High on executives’ list of potential disruptors are innovations in care delivery (13.3%) and refinement of consumer experience (11.1%), both of which feature in retail and tech entrants, the survey notes. Other concerns include supply chain innovations (8.9%), launch of vertical one-stop healthcare companies (8.3%) and advances in artificial intelligence capabilities (7.2%).
“Healthcare is navigating disruptions on multiple fronts, and as a consequence, payers and providers are finding themselves stretched thin as they try to address a perfect storm of change,” David Gallegos, senior vice president of consulting services at Change Healthcare, said in a statement. “As if insurance market changes, value-based care, consumerization, and regulatory uncertainty weren’t enough, this year the industry is facing a new breed of market entrants and innovators whose impact remains unknown but could be substantial.

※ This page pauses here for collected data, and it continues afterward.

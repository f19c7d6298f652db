use crate::interpreter::{
    lexer::glyphs::OVERBAR,
    value::{
        array::{Array, Element},
        number::Number,
    },
};
pub use crate::interpreter::symbol::system::DEFAULT_PRINT_PRECISION;

/// Magnitudes from here on print in exponent form.
const LARGE: f64 = 1e15;
/// Magnitudes below this print in exponent form.
const SMALL: f64 = 1e-6;

/// Formats a real number with `precision` significant digits.
///
/// # Example
/// ```
/// use aplite::interpreter::printer::format_real;
///
/// assert_eq!(format_real(-3.0, 10), "¯3");
/// assert_eq!(format_real(1.0 / 3.0, 5), "0.33333");
/// assert_eq!(format_real(0.000_000_15, 10), "1.5E¯7");
/// assert_eq!(format_real(2.5e20, 10), "2.5E20");
/// assert_eq!(format_real(123_456.7, 3), "1.23E5");
/// assert_eq!(format_real(99.96, 3), "100");
/// ```
#[must_use]
pub fn format_real(value: f64, precision: usize) -> String {
    let precision = precision.max(1);
    let magnitude = value.abs();
    let text = if magnitude == 0.0 {
        "0".to_string()
    } else if value.fract() == 0.0 && magnitude < LARGE {
        format!("{value:.0}")
    } else {
        let scientific = format!("{:.*e}", precision - 1, value);
        let (mantissa, exponent) = scientific.split_once('e').unwrap_or((scientific.as_str(), "0"));
        let exponent: i32 = exponent.parse().unwrap_or(0);
        let digits = i32::try_from(precision).unwrap_or(i32::MAX);
        let rounded = magnitude >= SMALL && f64::from(exponent) < LARGE.log10() && exponent < digits;
        if rounded {
            let decimals = usize::try_from(digits - 1 - exponent).unwrap_or(0);
            trim_fraction(&format!("{value:.decimals$}"))
        } else {
            format!("{}E{exponent}", trim_fraction(mantissa))
        }
    };
    text.replace('-', &OVERBAR.to_string())
}

/// Drops trailing zeros of a fraction, and the point if nothing is left.
fn trim_fraction(text: &str) -> String {
    if text.contains('.') {
        text.trim_end_matches('0').trim_end_matches('.').to_string()
    } else {
        text.to_string()
    }
}

/// Formats a number, complex values as `aJb`.
///
/// # Example
/// ```
/// use aplite::interpreter::{printer::format_number, value::number::Number};
///
/// assert_eq!(format_number(Number::new(1.5, -2.0), 10), "1.5J¯2");
/// assert_eq!(format_number(Number::from_real(42.0), 10), "42");
/// ```
#[must_use]
pub fn format_number(number: Number, precision: usize) -> String {
    if number.imaginary == 0.0 {
        format_real(number.real, precision)
    } else {
        format!("{}J{}", format_real(number.real, precision), format_real(number.imaginary, precision))
    }
}

/// A rendered rectangle of text.
#[derive(Debug)]
struct Block {
    lines: Vec<String>,
    width: usize,
    align: Align,
}

#[derive(Debug, Clone, Copy, PartialEq, Eq)]
enum Align {
    Left,
    Right,
}

/// How an item separates itself from its neighbours in a row.
#[derive(Debug, Clone, Copy, PartialEq, Eq)]
enum Spacing {
    Char,
    Number,
    Nested,
}

impl Block {
    fn line(text: String, align: Align) -> Self {
        Self { width: text.chars().count(),
               lines: vec![text],
               align }
    }

    fn from_lines(lines: Vec<String>, align: Align) -> Self {
        let width = lines.iter().map(|line| line.chars().count()).max().unwrap_or(0);
        Self { lines, width, align }
    }

    fn height(&self) -> usize {
        self.lines.len()
    }

    /// Returns line `row` padded to `width`.
    fn padded(&self, row: usize, width: usize) -> String {
        let line = self.lines.get(row).map_or("", String::as_str);
        let fill = " ".repeat(width.saturating_sub(line.chars().count()));
        match self.align {
            Align::Left => format!("{line}{fill}"),
            Align::Right => format!("{fill}{line}"),
        }
    }
}

fn spacing(element: &Element) -> Spacing {
    match element {
        Element::Char(_) => Spacing::Char,
        Element::Number(_) => Spacing::Number,
        Element::Array(_) => Spacing::Nested,
    }
}

fn element_block(element: &Element, precision: usize) -> Block {
    match element {
        Element::Char(c) => Block::line(c.to_string(), Align::Left),
        Element::Number(number) => Block::line(format_number(*number, precision), Align::Right),
        Element::Array(inner) => {
            let rendered = array_lines(inner, precision);
            Block::from_lines(rendered, Align::Left)
        },
    }
}

/// Lays out a matrix of items with aligned columns.
fn matrix_lines(items: &[Element], rows: usize, columns: usize, precision: usize) -> Vec<String> {
    if rows == 0 {
        return Vec::new();
    }
    if columns == 0 {
        return vec![String::new(); rows];
    }
    let blocks: Vec<Block> = items.iter().map(|item| element_block(item, precision)).collect();
    let widths: Vec<usize> = (0..columns).map(|j| (0..rows).map(|i| blocks[i * columns + j].width).max().unwrap_or(0))
                                         .collect();
    let column_spacing: Vec<Spacing> =
        (0..columns).map(|j| {
                        let kinds = (0..rows).map(|i| spacing(&items[i * columns + j]));
                        kinds.fold(Spacing::Char, |acc, kind| match (acc, kind) {
                                 (Spacing::Nested, _) | (_, Spacing::Nested) => Spacing::Nested,
                                 (Spacing::Number, _) | (_, Spacing::Number) => Spacing::Number,
                                 _ => Spacing::Char,
                             })
                    })
                    .collect();
    let gaps: Vec<usize> = (0..columns).map(|j| {
                                           if j == 0 {
                                               return 0;
                                           }
                                           match (column_spacing[j - 1], column_spacing[j]) {
                                               (Spacing::Char, Spacing::Char) => 0,
                                               (Spacing::Nested, _) | (_, Spacing::Nested) => 2,
                                               _ => 1,
                                           }
                                       })
                                       .collect();

    let mut lines = Vec::new();
    for i in 0..rows {
        let height = (0..columns).map(|j| blocks[i * columns + j].height()).max().unwrap_or(1);
        for row in 0..height {
            let mut line = String::new();
            for j in 0..columns {
                line.push_str(&" ".repeat(gaps[j]));
                line.push_str(&blocks[i * columns + j].padded(row, widths[j]));
            }
            lines.push(line.trim_end().to_string());
        }
    }
    lines
}

fn array_lines(array: &Array, precision: usize) -> Vec<String> {
    match array.shape() {
        [] => element_block(&array.first(), precision).lines,
        [len] => matrix_lines(array.ravel(), 1, *len, precision),
        [rows, columns] => matrix_lines(array.ravel(), *rows, *columns, precision),
        [leading @ .., rows, columns] => {
            let plane = rows * columns;
            let planes: usize = leading.iter().product();
            let mut lines = Vec::new();
            for k in 0..planes {
                if k > 0 {
                    lines.push(String::new());
                }
                let items = &array.ravel()[k * plane..(k + 1) * plane];
                lines.extend(matrix_lines(items, *rows, *columns, precision));
            }
            lines
        },
    }
}

/// Renders an array for display with `precision` significant digits.
///
/// # Example
/// ```
/// use aplite::interpreter::{printer::format_array, value::array::Array};
///
/// assert_eq!(format_array(&Array::numbers([1.0, -2.0, 3.5]), 10), "1 ¯2 3.5");
/// assert_eq!(format_array(&Array::chars("HELLO"), 10), "HELLO");
/// let matrix = Array::numbers([1.0, 20.0, 300.0, 4.0]).reshaped(vec![2, 2]).unwrap();
/// assert_eq!(format_array(&matrix, 10), "  1 20\n300  4");
/// ```
#[must_use]
pub fn format_array(array: &Array, precision: usize) -> String {
    array_lines(array, precision).join("\n")
}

Even the largest healthcare organizations don’t have the people and processes to move on all these fronts at once, yet they can’t ignore these changes.”
When it comes to improving overall health, care coordination is top of the list. Nearly two-thirds (63.7%) of leaders see care coordination as a nonmedical barrier to health and wellbeing in their communities. Rounding out the top five nonmedical barriers organizations plan to act on in the coming year are transportation (39.1%), food insecurity (27%), benefits coordination for public assistance (23%) and social isolation (19.4%).

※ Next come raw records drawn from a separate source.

/// `∊B`, every simple item in depth-first order.
pub fn enlist(_: &mut Context<'_, '_>, b: Array, _: Axis<'_>) -> EvalResult<Array> {
    fn collect(array: Array, into: &mut Vec<Element>) {
        for element in array.into_ravel() {
            match element {
                Element::Array(inner) => collect(*inner, into),
                simple => into.push(simple),
            }
        }
    }
    let mut ravel = Vec::new();
    collect(b, &mut ravel);
    Ok(Array::vector(ravel))
}

/// `A∊B`, whether each item of `A` occurs in `B`.
pub fn membership(ctx: &mut Context<'_, '_>, a: Array, b: Array, _: Axis<'_>) -> EvalResult<Array> {
    let tolerance = ctx.comparison_tolerance();
    let ravel = a.ravel()
                 .iter()
                 .map(|item| {
                     let found = b.ravel().iter().any(|candidate| elements_match(item, candidate, tolerance));
                     Element::Number(Number::from(found))
                 })
                 .collect();
    Array::new(a.shape().to_vec(), ravel)
}

/// `A~B`, the items of `A` that do not occur in `B`.
pub fn without(ctx: &mut Context<'_, '_>, a: Array, b: Array, _: Axis<'_>) -> EvalResult<Array> {
    let tolerance = ctx.comparison_tolerance();
    let ravel = vector_items(&a)?.iter()
                                 .filter(|item| {
                                     !b.ravel().iter().any(|candidate| elements_match(item, candidate, tolerance))
                                 })
                                 .cloned()
                                 .collect();
    Ok(Array::vector(ravel))
}
/// Error classification.
///
/// Defines the flat taxonomy of failures the interpreter can report. Every
/// failure belongs to exactly one kind, and the kind decides the heading the
/// printer shows (for example `DOMAIN ERROR`).
pub mod kind;
/// The structured error value.
///
/// Carries the kind, a human readable message, and optionally the character
/// offset into the offending line together with the line itself so that a
/// caret can be drawn under the failure position.
pub mod apl_error;

pub use apl_error::AplError;
pub use kind::ErrorKind;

Meanwhile, executives face a number of barriers to integration and support of nonmedical approaches in population health and clinical care. While CMS has given Medicare Advantage plans more flexibility to determine supplemental benefits, roughly half (49.2%) of respondents say payment structures for nonmedical benefits are lacking across the payer industry. Lack of effective metrics is the No. 2 obstacle (48.7%), followed by member/patient adoption (45.5%) and data sharing limitations (42.9%).
Patient engagement emerges as another strong theme in this year’s survey, with nearly 15% of respondents reporting use of patient portals. Other steps organizations are taking to increase engagement include language translations, telehealth and social media. However, lack of personalized content (6.9%) could be undermining the impact of educational efforts, the report notes.

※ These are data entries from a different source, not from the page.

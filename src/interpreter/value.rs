/// Arrays and their items.
///
/// Defines [`array::Array`], the only value the language knows, and
/// [`array::Element`], the item type of its ravel. Construction validates the
/// shape invariant; arrays are never mutated in place once built.
pub mod array;
/// Complex numbers with tolerant comparison.
///
/// Every numeric item is a complex `f64` pair. Besides arithmetic, this
/// module holds the tolerance algorithms that decide when two numbers are
/// equal, or when a number is close enough to an integer, boolean or real to
/// be treated as one.
pub mod number;
/// Scalar extension.
///
/// Applies elementwise functions across whole arrays, descending into nested
/// items and extending one-item arguments across the other argument.
pub mod pervade;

As healthcare continues to shift to value-based reimbursement, the survey reveals a continuing hesitation on accepting risk. Asked when they expect the majority of value-based care relationships will include both upside and downside risk, nearly two-thirds (63.6%) of respondents said three to five years or more. Reasons for not accepting risk include data sharing limitations, no agreement on outcome measures and lack of incentives for provider-payer collaboration.
The findings also show an increasing role for technology in healthcare, with 30.1% of leaders reporting EHRs are their leading source of clinical data. Three in 10 respondents say analytics are “extremely effective” or “very effective” at increasing workflow efficiency, and nearly as many praised its role in empowering provider productivity.
Among digital technologies currently in use, patient portals lead at 73.1%, followed by telehealth (54%) and digital payment options (52.8%).
Considering the high stakes in protecting electronic health data, the findings also reveal a continuing — and troubling — trend: lack of funding for cybersecurity. More than a third (37.6%) of respondents feel there are too many competing priorities that demand attention, while 40% see cybercrime as a moving target with increasingly sophisticated hackers.
Nearly a fourth of leaders say cybersecurity is not a priority at the C-suite and board level, and 17.1% say their organization lacks a corporate-wide cybersecurity strategy. That jibes with a Black Book Market Research survey that found eight in 10 hospitals and health systems lack an executive tier leader to oversee cybersecurity despite the high costs and continued threat.